Friday, June 20, 2014

Python Sets: Handy for Network Data

My Python-related posts seem to get the most reads, so here's another one!

A problem that comes up fairly often in networking is finding the number of occurrences of unique items in a large collection of data: let's say you want to find all of the unique IP addresses that accessed a website, traversed a firewall, got denied by an ACL, or whatever. Maybe you've extracted the following list from a log file:

1.1.1.1
2.2.2.2
3.3.3.3
1.1.1.1
5.5.5.5
5.5.5.5
1.1.1.1
2.2.2.2
...

and you need to reduce this to:

1.1.1.1
2.2.2.2
3.3.3.3
5.5.5.5

In other words, we're removing the duplicates. In low-level programming languages, removing duplicates is a bit of a pain: generally you need to implement an efficient way to sort an array of items, then traverse the sorted array to check for adjacent duplicates and remove them. In a language that has dictionaries (also known as hash tables or associative arrays), you can do it by adding each item as a key in your dictionary with an empty value, then extract the keys. In Python:

>>> items = ['1.1.1.1','2.2.2.2','3.3.3.3','1.1.1.1','5.5.5.5','5.5.5.5','1.1.1.1','2.2.2.2']
>>> d = {}
>>> for item in items:
...     d[item] = None
...
>>> d
{'5.5.5.5': None, '3.3.3.3': None, '1.1.1.1': None, '2.2.2.2': None}
>>> unique = d.keys()
>>> unique
['5.5.5.5', '3.3.3.3', '1.1.1.1', '2.2.2.2']


or, more concisely using a dictionary comprehension:

>>> {item:None for item in items}.keys()
['5.5.5.5', '3.3.3.3', '1.1.1.1', '2.2.2.2']

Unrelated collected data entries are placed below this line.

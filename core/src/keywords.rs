use std::collections::HashMap;

pub const DEFAULT_RESUME_KEYWORDS: usize = 20;

/// Pull a skills string out of free-form resume text.
///
/// Words longer than two characters are counted and the `limit` most frequent are
/// returned comma-separated; ties keep first-occurrence order.
pub fn from_resume(text: &str, limit: usize) -> String {
    let cleaned: String = text
        .to_lowercase()
        .chars()
        .map(|c| if c.is_alphanumeric() { c } else { ' ' })
        .collect();

    let mut counts: HashMap<&str, (usize, usize)> = HashMap::new();
    for (pos, word) in cleaned.split_whitespace().filter(|w| w.chars().count() > 2).enumerate() {
        counts.entry(word).or_insert((0, pos)).0 += 1;
    }
    let mut ranked: Vec<(&str, usize, usize)> = counts.into_iter().map(|(w, (c, first))| (w, c, first)).collect();
    ranked.sort_by(|a, b| b.1.cmp(&a.1).then(a.2.cmp(&b.2)));
    ranked.into_iter().take(limit).map(|(w, _, _)| w).collect::<Vec<_>>().join(", ")
}
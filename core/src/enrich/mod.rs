//! Turns a role's skill gaps into resources, a four-week plan and project ideas.
//! Every lookup has a fallback, so enrichment cannot fail.

pub mod plan;
pub mod projects;
pub mod resources;

pub use plan::{action_plan, GENERIC_PLAN, PLAN_WEEKS};
pub use projects::ProjectCatalog;
pub use resources::{ResourceCatalog, MAX_RESOURCES};

#[derive(Debug, Clone, PartialEq, Eq)]
pub struct Enrichment {
    pub resources: Vec<String>,
    pub action_plan: Vec<String>,
    pub mini_projects: Vec<String>,
}

#[derive(Debug, Clone, Default)]
pub struct Enricher {
    resources: ResourceCatalog,
    projects: ProjectCatalog,
}

impl Enricher {
    pub fn new(resources: ResourceCatalog, projects: ProjectCatalog) -> Self {
        Self { resources, projects }
    }

    pub fn enrich(&self, role_name: &str, missing: &[String]) -> Enrichment {
        Enrichment {
            resources: self.resources.resources_for(missing),
            action_plan: action_plan(missing),
            mini_projects: self.projects.lookup(role_name).to_vec(),
        }
    }
}

#[cfg(test)]
mod tests {
    use super::*;

    #[test]
    fn unrecognized_everything_still_yields_a_plan() {
        let e = Enricher::default();
        let out = e.enrich("Underwater Basket Weaver", &["reed sourcing".to_string()]);
        assert_eq!(out.resources, vec!["Search a practical course for 'reed sourcing' on Coursera/Udemy".to_string()]);
        assert_eq!(out.action_plan.len(), PLAN_WEEKS);
        assert!(!out.mini_projects.is_empty());
    }
}
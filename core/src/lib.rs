//! Skill-to-role matching: a TF-IDF index over role skill profiles, cosine ranking,
//! score calibration, skill-gap analysis and learning-plan enrichment.

pub mod calibrate;
pub mod catalog;
pub mod enrich;
pub mod error;
pub mod gap;
pub mod index;
pub mod keywords;
pub mod matcher;
pub mod pipeline;
pub mod settings;
pub mod tokenizer;

pub use calibrate::{Calibrated, ScoreCalibrator, Tier};
pub use catalog::RoleRecord;
pub use error::{RecommendError, Result};
pub use index::{DocId, SparseVector, TermId, TextIndex};
pub use matcher::MatchResult;
pub use pipeline::{Engine, EngineStats, RecommendationResponse, Recommender, RoleRecommendation};
pub use settings::Settings;
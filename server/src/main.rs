use anyhow::Result;
use clap::Parser;
use skillmatch_core::settings::DEFAULT_LOW_CONFIDENCE_THRESHOLD;
use skillmatch_core::{Engine, Recommender, Settings};
use skillmatch_server::{build_app, load_roles};
use std::net::SocketAddr;
use std::sync::Arc;
use tokio::net::TcpListener;
use tracing_subscriber::{fmt, EnvFilter};

#[derive(Parser)]
struct Args {
    /// Role catalog (.json, .jsonl or a directory); built-in dataset when omitted
    #[arg(long)]
    catalog: Option<String>,
    /// Host to bind
    #[arg(long, default_value = "0.0.0.0")]
    host: String,
    /// Port to bind
    #[arg(long, default_value_t = 8000)]
    port: u16,
    /// Calibrated percentage below which a match is flagged low confidence
    #[arg(long, default_value_t = DEFAULT_LOW_CONFIDENCE_THRESHOLD)]
    low_confidence_threshold: f64,
    /// Largest n-gram in the index (1 or 2)
    #[arg(long, default_value_t = 2)]
    ngram_max: usize,
}

#[tokio::main]
async fn main() -> Result<()> {
    fmt().with_env_filter(EnvFilter::from_default_env()).init();
    let args = Args::parse();
    let settings = Settings::default()
        .with_low_confidence_threshold(args.low_confidence_threshold)
        .with_ngram_max(args.ngram_max);
    settings.validate()?;

    let recommender = Arc::new(Recommender::new(settings.clone()));
    let app = build_app(recommender.clone());

    let addr: SocketAddr = format!("{}:{}", args.host, args.port).parse()?;
    let listener = TcpListener::bind(addr).await?;
    tracing::info!(%addr, "server listening");
    let server = tokio::spawn(async move { axum::serve(listener, app).await });

    // Requests get 503 until the engine is installed
    let catalog = args.catalog.clone();
    let init = tokio::task::spawn_blocking(move || -> Result<()> {
        let roles = load_roles(catalog.as_deref())?;
        recommender.install(Engine::build(roles, settings)?);
        Ok(())
    });
    if let Err(e) = init.await? {
        tracing::error!(error = %e, "failed to build recommendation engine");
        return Err(e);
    }

    server.await??;
    Ok(())
}
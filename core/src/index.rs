use crate::catalog::RoleRecord;
use crate::error::{RecommendError, Result};
use crate::settings::Settings;
use crate::tokenizer::{normalize_profile, normalize_query, terms};
use std::collections::{BTreeMap, BTreeSet, HashMap};

pub type TermId = u32;
pub type DocId = u32;

/// L2-normalized sparse vector, entries sorted by term id.
#[derive(Debug, Clone, Default, PartialEq)]
pub struct SparseVector {
    entries: Vec<(TermId, f32)>,
}

impl SparseVector {
    pub fn entries(&self) -> &[(TermId, f32)] { &self.entries }

    pub fn is_zero(&self) -> bool { self.entries.is_empty() }

    pub fn norm(&self) -> f32 {
        self.entries.iter().map(|(_, w)| w * w).sum::<f32>().sqrt()
    }

    /// Merge-join dot product. Both sides are unit length, so this is the cosine.
    pub fn dot(&self, other: &SparseVector) -> f32 {
        let (mut i, mut j) = (0, 0);
        let mut acc = 0.0f32;
        while i < self.entries.len() && j < other.entries.len() {
            let (ta, wa) = self.entries[i];
            let (tb, wb) = other.entries[j];
            match ta.cmp(&tb) {
                std::cmp::Ordering::Less => i += 1,
                std::cmp::Ordering::Greater => j += 1,
                std::cmp::Ordering::Equal => {
                    acc += wa * wb;
                    i += 1;
                    j += 1;
                }
            }
        }
        acc
    }
}

/// TF-IDF index over role skill profiles (unigrams and bigrams).
///
/// Fitted once from the catalog and never updated afterwards; queries are projected
/// into the fitted vocabulary and unseen terms are ignored.
#[derive(Debug, Clone)]
pub struct TextIndex {
    dictionary: HashMap<String, TermId>,
    df: Vec<u32>,
    idf: Vec<f32>,
    docs: Vec<SparseVector>,
    ngram_max: usize,
    sublinear_tf: bool,
}

impl TextIndex {
    pub fn build(roles: &[RoleRecord], settings: &Settings) -> Result<Self> {
        if roles.is_empty() {
            return Err(RecommendError::EmptyCatalog);
        }
        let ngram_max = settings.ngram_max;

        // Raw term counts per document
        let per_doc: Vec<BTreeMap<String, u32>> = roles
            .iter()
            .map(|r| count_terms(terms(&normalize_profile(&r.skill_text), ngram_max)))
            .collect();

        // Term ids follow lexicographic order so the layout is independent of catalog order
        let vocab: BTreeSet<&str> = per_doc.iter().flat_map(|c| c.keys().map(String::as_str)).collect();
        let dictionary: HashMap<String, TermId> = vocab
            .iter()
            .enumerate()
            .map(|(id, term)| (term.to_string(), id as TermId))
            .collect();

        let mut df = vec![0u32; dictionary.len()];
        for counts in &per_doc {
            for term in counts.keys() {
                df[dictionary[term] as usize] += 1;
            }
        }
        let n = roles.len() as f32;
        let idf: Vec<f32> = df
            .iter()
            .map(|&d| ((1.0 + n) / (1.0 + d as f32)).ln() + 1.0)
            .collect();

        let mut index = TextIndex { dictionary, df, idf, docs: Vec::with_capacity(roles.len()), ngram_max, sublinear_tf: settings.sublinear_tf };
        let docs: Vec<SparseVector> = per_doc
            .into_iter()
            .map(|counts| {
                let by_id = counts.into_iter().map(|(t, c)| (index.dictionary[&t], c)).collect();
                index.weigh(by_id)
            })
            .collect();
        index.docs = docs;

        tracing::info!(num_roles = roles.len(), vocab_size = index.vocab_size(), "text index ready");
        Ok(index)
    }

    /// Project free-text skills into the index space. Never fails; garbage yields a zero vector.
    pub fn vectorize(&self, query: &str) -> SparseVector {
        let mut counts: BTreeMap<TermId, u32> = BTreeMap::new();
        for term in terms(&normalize_query(query), self.ngram_max) {
            if let Some(&tid) = self.dictionary.get(&term) {
                *counts.entry(tid).or_insert(0) += 1;
            }
        }
        self.weigh(counts)
    }

    fn weigh(&self, counts: BTreeMap<TermId, u32>) -> SparseVector {
        let mut entries: Vec<(TermId, f32)> = counts
            .into_iter()
            .map(|(tid, raw)| {
                let tf = if self.sublinear_tf { 1.0 + (raw as f32).ln() } else { raw as f32 };
                (tid, tf * self.idf[tid as usize])
            })
            .collect();
        let norm = entries.iter().map(|(_, w)| w * w).sum::<f32>().sqrt();
        if norm == 0.0 {
            return SparseVector::default();
        }
        for (_, w) in entries.iter_mut() { *w /= norm; }
        SparseVector { entries }
    }

    pub fn doc_vector(&self, doc: DocId) -> Option<&SparseVector> { self.docs.get(doc as usize) }

    pub fn doc_vectors(&self) -> &[SparseVector] { &self.docs }

    pub fn num_docs(&self) -> usize { self.docs.len() }

    pub fn vocab_size(&self) -> usize { self.dictionary.len() }

    pub fn term_id(&self, term: &str) -> Option<TermId> { self.dictionary.get(term).copied() }

    pub fn document_frequency(&self, term: &str) -> u32 {
        self.term_id(term).map(|t| self.df[t as usize]).unwrap_or(0)
    }
}

fn count_terms(terms: Vec<String>) -> BTreeMap<String, u32> {
    let mut counts = BTreeMap::new();
    for t in terms {
        *counts.entry(t).or_insert(0) += 1;
    }
    counts
}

Python has an even better way, however: the "set" type, which emulates the mathematical idea of a set as a collection of distinct items. If you create an empty set and add items to it, duplicates will automatically be thrown away:

>>> s = set()
>>> s.add('1.1.1.1')
>>> s
set(['1.1.1.1'])
>>> s.add('2.2.2.2')
>>> s.add('1.1.1.1')
>>> s
set(['1.1.1.1', '2.2.2.2'])
>>> for item in items:
...     s.add(item)
...
>>> s
set(['5.5.5.5', '3.3.3.3', '1.1.1.1', '2.2.2.2'])


Predictably, you can use set comprehensions just like list comprehensions to do the same thing as a one liner:

>>> {item for item in items}
set(['5.5.5.5', '3.3.3.3', '1.1.1.1', '2.2.2.2'])


Or, if you have a list built already you can just convert it to a set:

>>> set(items)
set(['5.5.5.5', '3.3.3.3', '1.1.1.1', '2.2.2.2'])


Python also provides methods for the most common types of set operations: union, intersection, difference and symmetric difference. Because these methods accept lists or other iterables, you can quickly find similarities between collections of items:

>>> items
['1.1.1.1', '2.2.2.2', '3.3.3.3', '1.1.1.1', '5.5.5.5', '5.5.5.5', '1.1.1.1', '2.2.2.2']
>>> more_items = ['1.1.1.1','8.8.8.8','1.1.1.1','7.7.7.7','2.2.2.2']
>>> set(items).intersection(more_items)
set(['1.1.1.1', '2.2.2.2'])

>>> set(items).difference(more_items)
set(['5.5.5.5', '3.3.3.3'])


Have fun!

4 comments:

Jeremy Schulman said...

Hi Jay,

Another cool think I tend to use for similar purposes is the "collections.Counter". This will give you both a unique set of keys *and* a count of each item.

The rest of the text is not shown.